Já tínhamos folheado várias versões do Khosrow e Shirin, de Nizami, quando Mestre Osman leu em voz alta, numa imagem representando Shi­rin sentada em seu trono, uma inscrição gravada em duas pedras no alto da parede do Palácio: “Que o grande Alá preserve o poder do vitorioso filho de Tamerlão Cã, Nosso Nobre Sultão, e proteja seu reinado e seu reino, para que ele seja sempre feliz” (na pedra da esquerda) “e rico” (na pedra da direita).

“Onde poderemos encontrar as ilustrações em que o miniaturista pin­tou as narinas do cavalo da mesma maneira que as tinha gravadas na memória?”

“Precisamos encontrar o lendário volume do Livro dos reis que o xá Tah­masp mandou de presente”, respondeu Mestre Osman. “Temos de remon­tar àquela época distante, gloriosa e lendária, em que a mão de Alá partici­pava da arte da pintura. Ainda faltam muitos livros a examinar.”

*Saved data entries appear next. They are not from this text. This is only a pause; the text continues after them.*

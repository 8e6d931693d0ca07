//! linkbench binary entry point.

fn main() {
    if let Err(err) = linkbench_cli::run() {
        eprintln!("error: {err:#}");
        std::process::exit(1);
    }
}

De repente a idéia de que a intenção de Mestre Osman talvez não fos­se tanto encontrar aqueles cavalos de estranhas ventas, quanto poder consul­tar e admirar aquelas miniaturas que há anos dormiam nas câmaras do Gran­de Tesouro perpassou pela minha mente. Mas eu estava tão impaciente para relatar a Shekure, que me aguardava em casa, o resultado das nossas buscas, que não quis acreditar que, na verdade, o Grande Mestre desejava apenas fi­car o maior tempo possível naquele lugar gelado.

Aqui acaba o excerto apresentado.